Immersive soundscapes and obstacles faced by black students
Jónsi de Sigur Rós creates a multi-sensory soundscape, paintings defy convention, and an exhibition examines the challenges of young black students within the education system.
Jónsi at the Tanya Bonakdar Gallery
When we think of creative disciplines, we often consider each area separately: we hear music, watch art, or attend a theatrical performance. Yet in Hollywood, Sigur Rós“Jónsi has created a sensory musical experience that fully encompasses the body. The main work, Whiteout, is an empty white space with two large benches you can sit or lie on. Several speakers are hidden in the walls, creating a surround sound chorus of Jónsi’s ethereal voice. Sometimes the chorus swells and the benches (integrated with subwoofers) start to vibrate strongly as the LED lights above the head pulsate to cause thunderclaps. The exhibition includes two more immersive soundscapes, and each includes a signature scent that the artist created to further place the viewer in his hypnotic works. The basic scents of ozone, algae and Cadaverine (a fascinating mixture of decaying flesh and sperm) lends a weird and emotional understanding, which pushes hearing much further to induce emotion, memory, and felt experience.
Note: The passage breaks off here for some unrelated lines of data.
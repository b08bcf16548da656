// Device capability traits and shared types
use super::error::AdbResult;
use serde::Serialize;

#[derive(Debug, Clone, Serialize)]
pub struct ImageCapture {
    /// Encoded screenshot (PNG from `screencap -p`)
    pub bytes: Vec<u8>,
    pub duration_ms: u128,
}

// Source of screen rasters (device screenshot, saved file)
#[allow(async_fn_in_trait)]
pub trait FrameSource {
    // Raw backend-specific capture
    async fn screen_capture_bytes(&self) -> AdbResult<Vec<u8>>;

    // Default high-level capture with timing
    async fn screen_capture(&self) -> AdbResult<ImageCapture> {
        let start = std::time::Instant::now();
        let bytes = self.screen_capture_bytes().await?;
        Ok(ImageCapture {
            bytes,
            duration_ms: start.elapsed().as_millis(),
        })
    }
}

// Touch input on the device
#[allow(async_fn_in_trait)]
pub trait InputDispatcher {
    async fn tap(&self, x: u32, y: u32) -> AdbResult<()>;
    async fn swipe(
        &self,
        x1: u32,
        y1: u32,
        x2: u32,
        y2: u32,
        duration_ms: Option<u32>,
    ) -> AdbResult<()>;
}

// App lifecycle queries used by the automation poll loop
#[allow(async_fn_in_trait)]
pub trait AppControl {
    fn screen_dimensions(&self) -> (u32, u32);
    async fn foreground_package(&self) -> AdbResult<Option<String>>;
    async fn launch_app(&self, package: &str) -> AdbResult<()>;
    async fn press_home(&self) -> AdbResult<()>;
}

#[derive(Debug, PartialEq, Serialize, Clone)]
pub struct Device {
    pub name: String,
    pub transport_id: Option<String>,
}
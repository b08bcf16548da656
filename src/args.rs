use android_ui_match::loader::{FsLoader, ResourceLoader};
use android_ui_match::template_matching::{
    MatchConfig, MatchError, MatchMode, MatchResult, Reference,
};
use clap::{Parser, Subcommand};
use std::path::PathBuf;

/// 🤖 Android UI automation: find reference images on screen and tap them
#[derive(Debug, Parser)]
#[command(
    name = "android-ui-match",
    version = env!("APP_VERSION_DISPLAY"),
    long_version = concat!(env!("APP_VERSION_DISPLAY"), " (built ", env!("APP_BUILD_YEAR"), ")")
)]
pub struct Args {
    /// Enable debug output for matching
    #[arg(long, global = true)]
    pub debug: bool,

    #[command(subcommand)]
    pub command: Command,
}

#[derive(Debug, Subcommand)]
pub enum Command {
    /// Match references against a saved screenshot
    Match {
        /// Screenshot to search in
        #[arg(long)]
        frame: PathBuf,
        #[command(flatten)]
        references: ReferenceArgs,
        #[command(flatten)]
        tuning: MatchArgs,
        /// Write the screenshot with match boxes drawn to this file
        #[arg(long)]
        overlay: Option<PathBuf>,
        /// Print matches as JSON
        #[arg(long)]
        json: bool,
    },
    /// Capture the device screen and tap the first reference found
    Tap {
        #[arg(long)]
        device: Option<String>,
        #[command(flatten)]
        references: ReferenceArgs,
        #[command(flatten)]
        tuning: MatchArgs,
    },
    /// Take a screenshot and save it to a file
    Screenshot {
        #[arg(long)]
        device: Option<String>,
        #[arg(long, short, default_value = "cli-screenshot.png")]
        output: PathBuf,
    },
    /// List attached devices
    Devices,
    /// Launch an app and wait until it is in the foreground
    WaitApp {
        #[arg(long)]
        device: Option<String>,
        /// Package name, e.g. com.android.settings
        #[arg(long)]
        package: String,
        /// Maximum number of launch attempts
        #[arg(long, default_value_t = 5)]
        attempts: u32,
    },
    /// Go home and swipe up to open the app drawer
    AppDrawer {
        #[arg(long)]
        device: Option<String>,
    },
}

#[derive(Debug, clap::Args)]
pub struct ReferenceArgs {
    /// Reference image to look for (repeatable)
    #[arg(long = "reference", short = 'r', required_unless_present = "reference_dir")]
    pub references: Vec<PathBuf>,
    /// Directory of *.png references
    #[arg(long)]
    pub reference_dir: Option<PathBuf>,
}

impl ReferenceArgs {
    pub fn load(&self) -> MatchResult<Vec<Reference>> {
        let loader = FsLoader;
        let mut loaded = self
            .references
            .iter()
            .map(|path| loader.load_reference(path))
            .collect::<MatchResult<Vec<_>>>()?;
        if let Some(dir) = &self.reference_dir {
            loaded.extend(loader.load_directory(dir)?);
        }
        if loaded.is_empty() {
            return Err(MatchError::invalid_input(
                "references",
                "no reference images to search for",
            ));
        }
        Ok(loaded)
    }
}

#[derive(Debug, clap::Args)]
pub struct MatchArgs {
    /// JSON match configuration; flags below override it
    #[arg(long)]
    pub config: Option<PathBuf>,
    /// Minimum correlation score (0.0-1.0)
    #[arg(long)]
    pub threshold: Option<f32>,
    /// Comma-separated reference scales, tried in order
    #[arg(long, value_delimiter = ',')]
    pub scales: Option<Vec<f32>>,
    /// exhaustive | first-match
    #[arg(long)]
    pub mode: Option<MatchMode>,
    /// Downscale captured screenshots by this factor before matching
    #[arg(long)]
    pub frame_scale: Option<f32>,
}

impl MatchArgs {
    /// Layer the config file (or `base`) and flag overrides
    pub fn resolve(&self, base: MatchConfig) -> MatchResult<MatchConfig> {
        let mut config = match &self.config {
            Some(path) => MatchConfig::from_json_file(path)?,
            None => base,
        };
        if let Some(threshold) = self.threshold {
            config.threshold = threshold;
        }
        if let Some(scales) = &self.scales {
            config.scales = scales.clone();
        }
        if let Some(mode) = self.mode {
            config.mode = mode;
        }
        if let Some(frame_scale) = self.frame_scale {
            config.frame_scale = frame_scale;
        }
        config.validate()?;
        Ok(config)
    }
}
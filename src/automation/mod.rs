// Automation module
// Composes a device, the template matcher and a simple poll loop into the
// capture -> match -> tap workflow.

pub mod error;
pub mod session;

#[cfg(test)]
mod tests;

pub use error::{AutomationError, AutomationResult};
pub use session::{Session, SessionTimings, TapOutcome};
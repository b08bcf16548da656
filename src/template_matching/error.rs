use std::path::PathBuf;
use thiserror::Error;

/// A specialized `Result` type for matching operations.
pub type MatchResult<T> = Result<T, MatchError>;

/// Errors from the template matcher and its inputs.
///
/// "Not detected" is not an error: searches return an empty match list.
#[derive(Debug, Error)]
pub enum MatchError {
    #[error("Invalid input raster '{name}': {reason}")]
    InvalidInput { name: String, reason: String },

    #[error("Invalid match configuration: {0}")]
    InvalidConfig(String),

    #[error("Failed to read match configuration {path:?}: {reason}")]
    ConfigFile { path: PathBuf, reason: String },

    #[error("Failed to write overlay image {path:?}: {source}")]
    OverlayWrite {
        path: PathBuf,
        source: image::ImageError,
    },
}

impl MatchError {
    pub fn invalid_input(name: impl Into<String>, reason: impl Into<String>) -> Self {
        MatchError::InvalidInput {
            name: name.into(),
            reason: reason.into(),
        }
    }

    /// True when the caller supplied an unusable raster or resource, as opposed
    /// to a well-formed search that simply found nothing
    pub fn is_invalid_input(&self) -> bool {
        matches!(self, MatchError::InvalidInput { .. })
    }
}
use std::path::PathBuf;
use thiserror::Error;

/// A specialized `Result` type for device operations.
pub type AdbResult<T> = Result<T, AdbError>;

/// The error type for all device-bridge operations.
#[derive(Debug, Error)]
pub enum AdbError {
    #[error(
        "'adb' binary not found in PATH. Install Android Platform Tools (https://developer.android.com/tools/adb) or add 'adb' to PATH."
    )]
    AdbNotFound,

    #[error("Failed to run '{command}': {source}")]
    CommandSpawn {
        command: String,
        source: std::io::Error,
    },

    #[error("'{command}' failed: {stderr}")]
    CommandFailed { command: String, stderr: String },

    #[error("No devices found. Connect a device and authorize USB debugging.")]
    NoDevices,

    #[error("Device '{name}' not found")]
    DeviceNotFound { name: String },

    #[error("Could not parse screen size from 'wm size' output.")]
    ScreenSizeParseFailed,

    #[error("Coordinates are out of bounds: x={x}, y={y} (screen {width}x{height})")]
    OutOfBounds {
        x: u32,
        y: u32,
        width: u32,
        height: u32,
    },

    #[error("Failed to read screenshot file {path:?}: {source}")]
    ScreenshotFile {
        path: PathBuf,
        source: std::io::Error,
    },
}

impl AdbError {
    pub(crate) fn command_failed(command: &str, stderr: &[u8]) -> Self {
        AdbError::CommandFailed {
            command: command.to_string(),
            stderr: String::from_utf8_lossy(stderr).trim().to_string(),
        }
    }
}
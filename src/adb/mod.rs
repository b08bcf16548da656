// ADB module - device collaborators for UI automation
// Capability traits consumed by the automation session, and a backend that
// drives a device through the `adb` command line tool.

pub mod error;
pub mod shell;
pub mod types;


// Re-export the main types for easy access
pub use error::{AdbError, AdbResult};
pub use shell::AdbShell;
pub use types::{AppControl, Device, FrameSource, ImageCapture, InputDispatcher};
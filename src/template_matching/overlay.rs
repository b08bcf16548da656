//! Bounding-box overlays for inspecting detections

use super::error::{MatchError, MatchResult};
use super::types::{Frame, Match};
use image::{Rgb, RgbImage};
use imageproc::drawing::draw_hollow_rect_mut;
use imageproc::rect::Rect;
use std::path::Path;

const BOX_COLOR: Rgb<u8> = Rgb([0, 255, 0]);
const BOX_THICKNESS: u32 = 2;

/// Copy of the frame with a green box around every match
pub fn draw_matches(frame: &Frame, matches: &[Match]) -> RgbImage {
    let mut canvas = frame.image().clone();
    for found in matches {
        for inset in 0..BOX_THICKNESS {
            let width = found.width.saturating_sub(2 * inset);
            let height = found.height.saturating_sub(2 * inset);
            if width == 0 || height == 0 {
                break;
            }
            let rect = Rect::at((found.x + inset) as i32, (found.y + inset) as i32)
                .of_size(width, height);
            draw_hollow_rect_mut(&mut canvas, rect, BOX_COLOR);
        }
    }
    canvas
}

pub fn save_overlay(frame: &Frame, matches: &[Match], path: impl AsRef<Path>) -> MatchResult<()> {
    let path = path.as_ref();
    draw_matches(frame, matches)
        .save(path)
        .map_err(|source| MatchError::OverlayWrite {
            path: path.to_path_buf(),
            source,
        })?;
    log::info!("🖼️ Overlay with {} boxes saved to {}", matches.len(), path.display());
    Ok(())
}
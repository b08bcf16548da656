//! Configuration for template matching operations

use super::error::{MatchError, MatchResult};
use super::types::MatchMode;
use serde::{Deserialize, Serialize};
use std::path::Path;

#[derive(Debug, Clone, PartialEq, Serialize, Deserialize)]
#[serde(default)]
pub struct MatchConfig {
    /// Minimum correlation coefficient for a match (0.0 to 1.0)
    pub threshold: f32,
    /// Reference scale factors, tried in order
    pub scales: Vec<f32>,
    /// Exhaustive or first-match scale walk
    pub mode: MatchMode,
    /// Factor applied to captured screenshots before matching
    pub frame_scale: f32,
}

impl Default for MatchConfig {
    fn default() -> Self {
        Self {
            threshold: 0.8,
            scales: vec![1.0],
            mode: MatchMode::Exhaustive,
            frame_scale: 1.0,
        }
    }
}

impl MatchConfig {
    pub fn validate(&self) -> MatchResult<()> {
        if !(0.0..=1.0).contains(&self.threshold) {
            return Err(MatchError::InvalidConfig(format!(
                "threshold must be within [0, 1], got {}",
                self.threshold
            )));
        }
        if self.scales.is_empty() {
            return Err(MatchError::InvalidConfig(
                "at least one scale is required".to_string(),
            ));
        }
        if let Some(bad) = self.scales.iter().find(|s| !s.is_finite() || **s <= 0.0) {
            return Err(MatchError::InvalidConfig(format!(
                "scales must be positive numbers, got {bad}"
            )));
        }
        if !self.frame_scale.is_finite() || self.frame_scale <= 0.0 {
            return Err(MatchError::InvalidConfig(format!(
                "frame scale must be a positive number, got {}",
                self.frame_scale
            )));
        }
        Ok(())
    }

    /// Load a JSON configuration file; missing fields take their defaults
    pub fn from_json_file(path: impl AsRef<Path>) -> MatchResult<Self> {
        let path = path.as_ref();
        let config_err = |reason: String| MatchError::ConfigFile {
            path: path.to_path_buf(),
            reason,
        };
        let text = std::fs::read_to_string(path).map_err(|e| config_err(e.to_string()))?;
        let config: MatchConfig =
            serde_json::from_str(&text).map_err(|e| config_err(e.to_string()))?;
        config.validate()?;
        Ok(config)
    }
}

/// `n` evenly spaced values from `start` to `end` inclusive
pub fn linspace_scales(start: f32, end: f32, n: usize) -> Vec<f32> {
    match n {
        0 => Vec::new(),
        1 => vec![start],
        _ => {
            let step = (end - start) / (n - 1) as f32;
            (0..n).map(|i| start + step * i as f32).collect()
        }
    }
}

/// Configuration for locating a button and tapping it: a wide scale sweep
/// that stops at the first scale with a hit
pub fn create_tap_config() -> MatchConfig {
    MatchConfig {
        threshold: 0.8,
        scales: linspace_scales(0.1, 3.0, 10),
        mode: MatchMode::FirstMatch,
        frame_scale: 1.0,
    }
}

/// Configuration for visual inspection: every match on a downscaled screenshot
pub fn create_inspect_config() -> MatchConfig {
    MatchConfig {
        threshold: 0.8,
        scales: vec![1.0],
        mode: MatchMode::Exhaustive,
        frame_scale: 0.4,
    }
}
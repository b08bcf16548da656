/// Template matching module for UI element detection in screenshots
///
/// This module provides:
/// - Zero-mean normalized cross-correlation over RGB frames
/// - Multi-scale search in exhaustive or first-match mode
/// - Multi-reference detection
/// - Mapping of match centers back to device coordinates
/// - Bounding-box overlays for inspection
pub mod config;
mod correlation;
pub mod error;
pub mod matcher;
pub mod overlay;
pub mod types;


pub use config::{MatchConfig, create_inspect_config, create_tap_config, linspace_scales};
pub use error::{MatchError, MatchResult};
pub use matcher::TemplateMatcher;
pub use types::{
    Detections, Frame, MAX_FRAME_PIXELS, Match, MatchMode, Point, Reference, ReferenceMatches,
};
//! Loading reference images and saved screenshots from disk

use crate::adb::{AdbError, AdbResult, FrameSource};
use crate::template_matching::{MatchError, MatchResult, Reference};
use std::path::{Path, PathBuf};

/// Loads reference images into the raster type the matcher consumes
pub trait ResourceLoader {
    fn load_reference(&self, path: &Path) -> MatchResult<Reference>;
}

/// Reference loader backed by the filesystem
#[derive(Debug, Default, Clone, Copy)]
pub struct FsLoader;

impl FsLoader {
    /// Load every `*.png` in `directory`, sorted by file name.
    ///
    /// Unreadable files are skipped with a warning; an unreadable directory
    /// fails with `InvalidInput`.
    pub fn load_directory(&self, directory: impl AsRef<Path>) -> MatchResult<Vec<Reference>> {
        let directory = directory.as_ref();
        let dir_name = directory.display().to_string();
        let entries = std::fs::read_dir(directory)
            .map_err(|e| MatchError::invalid_input(&dir_name, e.to_string()))?;

        let mut paths: Vec<PathBuf> = entries
            .filter_map(Result::ok)
            .map(|entry| entry.path())
            .filter(|path| {
                path.is_file()
                    && path
                        .extension()
                        .is_some_and(|ext| ext.eq_ignore_ascii_case("png"))
            })
            .collect();
        paths.sort();

        let mut references = Vec::with_capacity(paths.len());
        for path in paths {
            match self.load_reference(&path) {
                Ok(reference) => references.push(reference),
                Err(e) => log::warn!("⚠️ Skipping reference {}: {}", path.display(), e),
            }
        }
        log::info!("📂 Loaded {} references from {}", references.len(), dir_name);
        Ok(references)
    }
}

impl ResourceLoader for FsLoader {
    fn load_reference(&self, path: &Path) -> MatchResult<Reference> {
        let name = reference_name(path);
        let image = image::open(path)
            .map_err(|e| MatchError::invalid_input(path.display().to_string(), e.to_string()))?;
        let reference = Reference::new(name, image.to_rgb8())?;
        let (w, h) = reference.dimensions();
        log::debug!("Loaded reference '{}' ({}x{})", reference.name(), w, h);
        Ok(reference)
    }
}

/// Reference name derived from the file stem ("ok_button.png" -> "ok_button")
pub fn reference_name(path: &Path) -> String {
    path.file_stem()
        .and_then(|s| s.to_str())
        .unwrap_or("unknown")
        .to_string()
}

/// Frame source that re-reads a screenshot file on every capture
#[derive(Debug, Clone)]
pub struct FileFrameSource {
    path: PathBuf,
}

impl FileFrameSource {
    pub fn new(path: impl Into<PathBuf>) -> Self {
        Self { path: path.into() }
    }

    pub fn path(&self) -> &Path {
        &self.path
    }
}

impl FrameSource for FileFrameSource {
    async fn screen_capture_bytes(&self) -> AdbResult<Vec<u8>> {
        tokio::fs::read(&self.path)
            .await
            .map_err(|source| AdbError::ScreenshotFile {
                path: self.path.clone(),
                source,
            })
    }
}
//! SQLite repository and restoring the orchestrator from it

use classify_common::config::EngineConfig;
use classify_common::{Error, EventBus};
use classify_engine::repository::{Record, RecordMatch, Table};
use classify_engine::{Classify, Repository, SqliteRepository, TypeRegistry};
use serde_json::json;
use std::sync::Arc;
use tempfile::TempDir;

async fn open_test_repository(temp_dir: &TempDir) -> SqliteRepository {
    SqliteRepository::open(&temp_dir.path().join("data").join("classify.db"))
        .await
        .unwrap()
}

#[tokio::test]
async fn test_insert_list_delete() {
    let temp_dir = TempDir::new().unwrap();
    let repo = open_test_repository(&temp_dir).await;

    let record = Record::new("films", "movies").with_config(json!({ "buffer_size": 4 }));
    let id = repo.insert(Table::Collections, &record).await.unwrap();
    assert!(id > 0);

    let listed = repo.list(Table::Collections).await.unwrap();
    assert_eq!(listed.len(), 1);
    assert_eq!(listed[0].id, Some(id));
    assert_eq!(listed[0].kind, "movies");
    assert_eq!(listed[0].config, json!({ "buffer_size": 4 }));
    assert!(listed[0].params.is_null());
    assert!(repo.list(Table::Imports).await.unwrap().is_empty());

    repo.delete(Table::Collections, &listed[0], RecordMatch::Id)
        .await
        .unwrap();
    let err = repo
        .delete(Table::Collections, &record, RecordMatch::Name)
        .await
        .unwrap_err();
    assert!(err.is_not_found());
}

#[tokio::test]
async fn test_duplicate_name_is_already_exists() {
    let temp_dir = TempDir::new().unwrap();
    let repo = open_test_repository(&temp_dir).await;

    let record = Record::new("films", "movies");
    repo.insert(Table::Collections, &record).await.unwrap();
    let err = repo.insert(Table::Collections, &record).await.unwrap_err();
    assert!(matches!(err, Error::AlreadyExists(_)));

    // Same name in the other table is fine
    repo.insert(Table::Imports, &record).await.unwrap();
}

#[tokio::test]
async fn test_reopen_keeps_records() {
    let temp_dir = TempDir::new().unwrap();
    {
        let repo = open_test_repository(&temp_dir).await;
        repo.insert(Table::Imports, &Record::new("abc", "list").with_params(json!({ "items": ["a"] })))
            .await
            .unwrap();
        repo.pool().close().await;
    }

    let repo = open_test_repository(&temp_dir).await;
    let listed = repo.list(Table::Imports).await.unwrap();
    assert_eq!(listed.len(), 1);
    assert_eq!(listed[0].params["items"][0], "a");
}

#[tokio::test]
async fn test_classify_restores_collections_and_imports() {
    let temp_dir = TempDir::new().unwrap();
    let repo: Arc<dyn Repository> = Arc::new(open_test_repository(&temp_dir).await);

    let first = Classify::new(
        TypeRegistry::with_defaults(),
        EventBus::new(),
        Arc::clone(&repo),
        EngineConfig::default(),
    );
    first
        .add_collection("films", "movies", Some(&json!({ "buffer_size": 7 })))
        .await
        .unwrap();
    first.add_collection("notes", "simple", None).await.unwrap();
    let import = first
        .add_import(
            "list",
            &json!({ "items": ["Alien.1979.720p"] }),
            &["films".to_string()],
        )
        .await
        .unwrap();
    first.rename_collection("notes", "memos").await.unwrap();

    let second = Classify::new(
        TypeRegistry::with_defaults(),
        EventBus::new(),
        repo,
        EngineConfig::default(),
    );
    second.restore().await.unwrap();

    let names: Vec<_> = second
        .get_collections()
        .await
        .into_iter()
        .map(|c| c.name)
        .collect();
    assert_eq!(names, vec!["films", "memos"]);

    let films = second.get_collection("films").await.unwrap();
    assert_eq!(films.kind(), "movies");
    assert_eq!(films.config().await.buffer_size, 7);

    let restored = second.get_import(import.id()).await.unwrap();
    assert_eq!(restored.collections().await, vec!["films".to_string()]);

    // Restored imports run like new ones
    second.start_imports(&[], &[]).await.unwrap();
    second.wait_imports(&[]).await.unwrap();
    let staged = films.get_buffer().await;
    assert_eq!(staged.len(), 1);
    assert_eq!(staged[0].cleaned_name, "Alien 1979");
}

#[tokio::test]
async fn test_restore_drops_imports_without_collections() {
    let temp_dir = TempDir::new().unwrap();
    let repo: Arc<dyn Repository> = Arc::new(open_test_repository(&temp_dir).await);

    let first = Classify::new(
        TypeRegistry::with_defaults(),
        EventBus::new(),
        Arc::clone(&repo),
        EngineConfig::default(),
    );
    first.add_collection("films", "simple", None).await.unwrap();
    let import = first
        .add_import("list", &json!({ "items": ["a"] }), &["films".to_string()])
        .await
        .unwrap();

    // Collection row vanishes while the import row stays behind
    repo.delete(Table::Collections, &Record::new("films", "simple"), RecordMatch::Name)
        .await
        .unwrap();

    let second = Classify::new(
        TypeRegistry::with_defaults(),
        EventBus::new(),
        Arc::clone(&repo),
        EngineConfig::default(),
    );
    second.restore().await.unwrap();

    assert!(second.get_import(import.id()).await.unwrap_err().is_not_found());
    assert!(repo.list(Table::Imports).await.unwrap().is_empty());
}
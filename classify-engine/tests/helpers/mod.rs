//! Test Helper Utilities
//!
//! Shared fixtures for classify-engine integration tests

#![allow(dead_code)]

use async_trait::async_trait;
use classify_common::{Error, EventBus, Result};
use classify_engine::collection::GenericEngine;
use classify_engine::data::{Configurable, DataKind, Datum, RawDatum};
use classify_engine::enrichment::RecordStream;
use classify_engine::{
    Classify, Collection, CollectionConfig, CollectionEvent, MemoryRepository, Provider,
    ProviderError, ProviderRecord, TypeRegistry,
};
use classify_common::config::EngineConfig;
use futures::{stream, StreamExt};
use serde_json::Value;
use std::sync::{Arc, Mutex};
use std::time::Duration;

/// Orchestrator with built-in kinds and an in-memory repository
pub fn create_test_classify() -> Classify {
    Classify::new(
        TypeRegistry::with_defaults(),
        EventBus::new(),
        Arc::new(MemoryRepository::new()),
        EngineConfig::default(),
    )
}

/// Standalone `simple` collection named "films"
pub fn create_test_collection(config: CollectionConfig) -> (Arc<Collection>, EventBus<CollectionEvent>) {
    let bus = EventBus::new();
    let collection = Collection::new("films", Arc::new(GenericEngine), config, bus.clone())
        .expect("valid test config");
    (Arc::new(collection), bus)
}

/// Provider yielding `count` records, one every `delay`
pub struct MockProvider {
    pub name: String,
    pub count: usize,
    pub delay: Duration,
}

impl MockProvider {
    pub fn new(name: &str, count: usize) -> Arc<dyn Provider> {
        Self::slow(name, count, Duration::ZERO)
    }

    pub fn slow(name: &str, count: usize, delay: Duration) -> Arc<dyn Provider> {
        Arc::new(Self {
            name: name.to_string(),
            count,
            delay,
        })
    }
}

#[async_trait]
impl Provider for MockProvider {
    fn name(&self) -> &str {
        &self.name
    }

    async fn search(&self, query: &str) -> std::result::Result<RecordStream, ProviderError> {
        let name = self.name.clone();
        let query = query.to_string();
        let delay = self.delay;
        Ok(stream::iter(0..self.count)
            .then(move |i| {
                let record = ProviderRecord::new(format!("{}-{}", name, i), query.clone(), "movie");
                async move {
                    if !delay.is_zero() {
                        tokio::time::sleep(delay).await;
                    }
                    Ok::<_, ProviderError>(record)
                }
            })
            .boxed())
    }
}

/// Datum recording the order its configuration step runs in
#[derive(Debug)]
pub struct TrackedDatum {
    pub name: String,
    pub kind: DataKind,
    pub fail: bool,
    pub dependencies: Vec<Datum>,
    pub log: Arc<Mutex<Vec<String>>>,
}

impl TrackedDatum {
    pub fn new(name: &str, kind: DataKind, log: &Arc<Mutex<Vec<String>>>) -> Self {
        Self {
            name: name.to_string(),
            kind,
            fail: false,
            dependencies: Vec::new(),
            log: Arc::clone(log),
        }
    }

    pub fn failing(mut self) -> Self {
        self.fail = true;
        self
    }

    pub fn with_dependency(mut self, dependency: TrackedDatum) -> Self {
        self.dependencies.push(Arc::new(dependency));
        self
    }
}

impl RawDatum for TrackedDatum {
    fn name(&self) -> &str {
        &self.name
    }

    fn kind(&self) -> DataKind {
        self.kind
    }

    fn dependencies(&self) -> Option<&[Datum]> {
        if self.dependencies.is_empty() {
            None
        } else {
            Some(self.dependencies.as_slice())
        }
    }

    fn configurable(&self) -> Option<&dyn Configurable> {
        Some(self)
    }
}

impl Configurable for TrackedDatum {
    fn apply_config(&self, _blob: &Value) -> Result<()> {
        self.log.lock().unwrap().push(self.name.clone());
        if self.fail {
            return Err(Error::ValidationFailure(format!("{} rejected", self.name)));
        }
        Ok(())
    }
}

/// Names of the items in a list
pub fn names(items: &[classify_engine::Item]) -> Vec<String> {
    items.iter().map(|i| i.name().to_string()).collect()
}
In recent years, Jónsi has used a perfume organ to experiment with scents that add emotional depth to his sound pieces. In a recent interview with Thread, he said, “I love scents. You can train your nose to be sensitive like singing. It’s a muscle. You slowly learn to smell better… it’s also invisible, and I like that. It’s something that moves you, but you can’t explain why. In his work In bloom, the speakers are fitted with butt plugs and arranged to resemble a foxglove flower, a plant that can be both poisonous and medicinal depending on the dosage. This duality of life and death is reinforced by the scent that accompanies this work of art, which is derived from cadaverine, a scent made of dead animals and semen. As such, this work elicits a type of raw animalistic desire that is cemented with the inclusion of the scent.
On display: from November 16, 2019 to January 9, 2020
April Street in Vielmetter Los Angeles
In Vielmetter in downtown Los Angeles, April Street has created a cohesive body of sculptural paintings that seem to embrace art history while being irreverent towards it. Beginning with dimensional canvases made of pantyhose that swell and pucker to create eerie indentations throughout the image, the paintings simultaneously embody several painting strategies: landscape, still life, abstraction and figuration. In places, Street conscientiously portrays Flemish Renaissance-style landscapes that give way to melting shapes and abstract lines. The main color in many of these works is a peachy skin tone which, paired with long, flowing braids, spreads across the canvas like waterfalls to create a type of female self-portrait that appears to be strong and intricate in the face. over-sexed. women whose art history is full.
On display: from November 16, 2019 to January 11, 2020
EJ Hill at Commonwealth and Council
EJ Hill, an artist who grew up in black communities here in Los Angeles, has become known for his duration performances in which his body is featured in the exhibit. But in the Commonwealth and in the Council, Hill is not present. In its place, the words “Twice as much is good is too much” are repeated throughout the show, eliciting a sort of chorus. The phrase is made in neon and encrusted on a chalkboard, then scribbled on handwriting practice sheets that cover his paintings. This school theme is still present. A painting, Composition # 3 (gold star), is painted black and riddled with spit balls. In the lower right corner is a single gold star: the pin balls here seem to denote the suffering and determination it takes to rise up and achieve excellence as a person of color. The repeated text reminds that black people have to be twice as good to get half as far, but Hill takes this sentence a step further: Sometimes twice as much is just too much. Perhaps in his absence from the gallery, Hill is arguing for the importance of rest and self-care for the black community amid intense pressures to over-perform.